Modeling quasi-seasonal trends with date features¶
Some trends are common enough to appear seasonal, yet sporadic enough that approaching them from a seasonal perspective may not be valid. An example of this is the “end-of-the-month” effect. In this example, we’ll explore how we can create meaningful features that express seasonal trends without needing to fit a seasonal model.
Out:
pmdarima version: 0.0.0
Head of generated X features:
DATE-WEEKDAY-0 ... DATE-DAY-OF-MONTH
0 0 ... 1
1 0 ... 2
2 0 ... 3
3 0 ... 4
4 0 ... 5
[5 rows x 8 columns]
Performing stepwise search to minimize aic
Near non-invertible roots for order (2, 1, 2)(0, 0, 0, 0); setting score to inf (at least one inverse root too close to the border of the unit circle: 0.998)
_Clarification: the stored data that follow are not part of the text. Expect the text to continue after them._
//! Incremental UTF-8 validation for streaming text payloads.
//!
//! Text message payloads may be split across continuation frames at
//! arbitrary byte offsets, so validation cannot use `str::from_utf8` on
//! each frame in isolation. This module provides a table-driven DFA that
//! consumes bytes as they are decoded, carries its state across frame
//! boundaries, and rejects malformed input at the earliest offending byte:
//! over-long encodings, surrogate codepoints (U+D800..U+DFFF), and
//! codepoints above U+10FFFF all fail without waiting for the end of the
//! sequence.

/// DFA state meaning "a complete, valid sequence has been consumed".
const ACCEPT: u8 = 0;
/// DFA state meaning "the input can never become valid".
const REJECT: u8 = 12;

/// Character-class index for each possible byte value.
#[rustfmt::skip]
const CHAR_CLASS: [u8; 256] = [
    0, 0, 0, 0, 0, 0, 0, 0, 0, 0, 0, 0, 0, 0, 0, 0,
    0, 0, 0, 0, 0, 0, 0, 0, 0, 0, 0, 0, 0, 0, 0, 0,
    0, 0, 0, 0, 0, 0, 0, 0, 0, 0, 0, 0, 0, 0, 0, 0,
    0, 0, 0, 0, 0, 0, 0, 0, 0, 0, 0, 0, 0, 0, 0, 0,
    0, 0, 0, 0, 0, 0, 0, 0, 0, 0, 0, 0, 0, 0, 0, 0,
    0, 0, 0, 0, 0, 0, 0, 0, 0, 0, 0, 0, 0, 0, 0, 0,
    0, 0, 0, 0, 0, 0, 0, 0, 0, 0, 0, 0, 0, 0, 0, 0,
    0, 0, 0, 0, 0, 0, 0, 0, 0, 0, 0, 0, 0, 0, 0, 0,
    1, 1, 1, 1, 1, 1, 1, 1, 1, 1, 1, 1, 1, 1, 1, 1,
    9, 9, 9, 9, 9, 9, 9, 9, 9, 9, 9, 9, 9, 9, 9, 9,
    7, 7, 7, 7, 7, 7, 7, 7, 7, 7, 7, 7, 7, 7, 7, 7,
    7, 7, 7, 7, 7, 7, 7, 7, 7, 7, 7, 7, 7, 7, 7, 7,
    8, 8, 2, 2, 2, 2, 2, 2, 2, 2, 2, 2, 2, 2, 2, 2,
    2, 2, 2, 2, 2, 2, 2, 2, 2, 2, 2, 2, 2, 2, 2, 2,
    10, 3, 3, 3, 3, 3, 3, 3, 3, 3, 3, 3, 3, 4, 3, 3,
    11, 6, 6, 6, 5, 8, 8, 8, 8, 8, 8, 8, 8, 8, 8, 8,
];

/// State transition table, indexed by `state + class`. States are
/// multiples of 12.
#[rustfmt::skip]
const TRANSITION: [u8; 108] = [
     0, 12, 24, 36, 60, 96, 84, 12, 12, 12, 48, 72,
    12, 12, 12, 12, 12, 12, 12, 12, 12, 12, 12, 12,
    12,  0, 12, 12, 12, 12, 12,  0, 12,  0, 12, 12,
    12, 24, 12, 12, 12, 12, 12, 24, 12, 24, 12, 12,
    12, 12, 12, 12, 12, 12, 12, 24, 12, 12, 12, 12,
    12, 24, 12, 12, 12, 12, 12, 12, 12, 24, 12, 12,
    12, 12, 12, 12, 12, 12, 12, 36, 12, 36, 12, 12,
    12, 36, 12, 12, 12, 12, 12, 36, 12, 36, 12, 12,
    12, 36, 12, 12, 12, 12, 12, 12, 12, 12, 12, 12,
];

/// The input contained a byte sequence that can never form valid UTF-8.
#[derive(Debug, Clone, Copy, PartialEq, Eq)]
pub struct InvalidUtf8;

impl std::fmt::Display for InvalidUtf8 {
    fn fmt(&self, f: &mut std::fmt::Formatter<'_>) -> std::fmt::Result {
        write!(f, "invalid UTF-8 byte sequence")
    }
}

impl std::error::Error for InvalidUtf8 {}

/// Streaming UTF-8 validator.
///
/// Feed payload bytes with [`feed`](Self::feed) as they arrive; the state
/// survives arbitrary split points. A message is valid only if the
/// validator is in the accept state when the final frame completes
/// ([`is_complete`](Self::is_complete)). Once a bad byte is seen the
/// validator stays rejected until [`reset`](Self::reset).
#[derive(Debug, Clone)]
pub struct Utf8Validator {
    state: u8,
    codepoint: u32,
}

impl Utf8Validator {
    /// Creates a validator in the accept state.
    #[must_use]
    pub fn new() -> Self {
        Self {
            state: ACCEPT,
            codepoint: 0,
        }
    }

    /// Consumes a chunk of payload bytes.
    ///
    /// # Errors
    ///
    /// Returns [`InvalidUtf8`] at the first byte that makes the stream
    /// unsalvageable. Later calls keep failing until [`reset`](Self::reset).
    pub fn feed(&mut self, bytes: &[u8]) -> Result<(), InvalidUtf8> {
        for &byte in bytes {
            let class = CHAR_CLASS[byte as usize];
            self.codepoint = if self.state == ACCEPT {
                (0xFFu32 >> u32::from(class)) & u32::from(byte)
            } else {
                u32::from(byte & 0x3F) | (self.codepoint << 6)
            };
            self.state = TRANSITION[self.state as usize + class as usize];
            if self.state == REJECT {
                return Err(InvalidUtf8);
            }
        }
        Ok(())
    }

    /// True when no codepoint is pending: every fed byte sequence ended on
    /// a codepoint boundary. This is the end-of-message check.
    #[must_use]
    pub fn is_complete(&self) -> bool {
        self.state == ACCEPT
    }

    /// The partially accumulated codepoint, when mid-sequence.
    #[must_use]
    pub fn partial_codepoint(&self) -> Option<u32> {
        if self.state == ACCEPT || self.state == REJECT {
            None
        } else {
            Some(self.codepoint)
        }
    }

    /// Returns the validator to the accept state for the next message.
    pub fn reset(&mut self) {
        self.state = ACCEPT;
        self.codepoint = 0;
    }
}

impl Default for Utf8Validator {
    fn default() -> Self {
        Self::new()
    }
}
ARIMA(2,1,2)(0,0,0)[0] intercept : AIC=inf, Time=1.30 sec
ARIMA(0,1,0)(0,0,0)[0] intercept : AIC=2864.731, Time=0.07 sec
First viable model found (2864.731)
ARIMA(1,1,0)(0,0,0)[0] intercept : AIC=2861.910, Time=0.36 sec
New best model found (2861.910 < 2864.731)
ARIMA(0,1,1)(0,0,0)[0] intercept : AIC=2859.092, Time=0.46 sec
New best model found (2859.092 < 2861.910)
ARIMA(0,1,0)(0,0,0)[0] : AIC=2862.772, Time=0.21 sec
Near non-invertible roots for order (1, 1, 1)(0, 0, 0, 0); setting score to inf (at least one inverse root too close to the border of the unit circle: 0.998)
ARIMA(1,1,1)(0,0,0)[0] intercept : AIC=inf, Time=0.59 sec
ARIMA(0,1,2)(0,0,0)[0] intercept : AIC=2847.648, Time=1.11 sec
New best model found (2847.648 < 2859.092)
Near non-invertible roots for order (1, 1, 2)(0, 0, 0, 0); setting score to inf (at least one inverse root too close to the border of the unit circle: 0.997)
ARIMA(1,1,2)(0,0,0)[0] intercept : AIC=inf, Time=1.18 sec
ARIMA(0,1,3)(0,0,0)[0] intercept : AIC=2844.490, Time=1.40 sec
New best model found (2844.490 < 2847.648)
Near non-invertible roots for order (1, 1, 3)(0, 0, 0, 0); setting score to inf (at least one inverse root too close to the border of the unit circle: 0.997)
ARIMA(1,1,3)(0,0,0)[0] intercept : AIC=inf, Time=1.86 sec
ARIMA(0,1,4)(0,0,0)[0] intercept : AIC=2844.554, Time=2.51 sec
ARIMA(1,1,4)(0,0,0)[0] intercept : AIC=2846.566, Time=2.52 sec
ARIMA(0,1,3)(0,0,0)[0] : AIC=2842.499, Time=1.19 sec
New best model found (2842.499 < 2844.490)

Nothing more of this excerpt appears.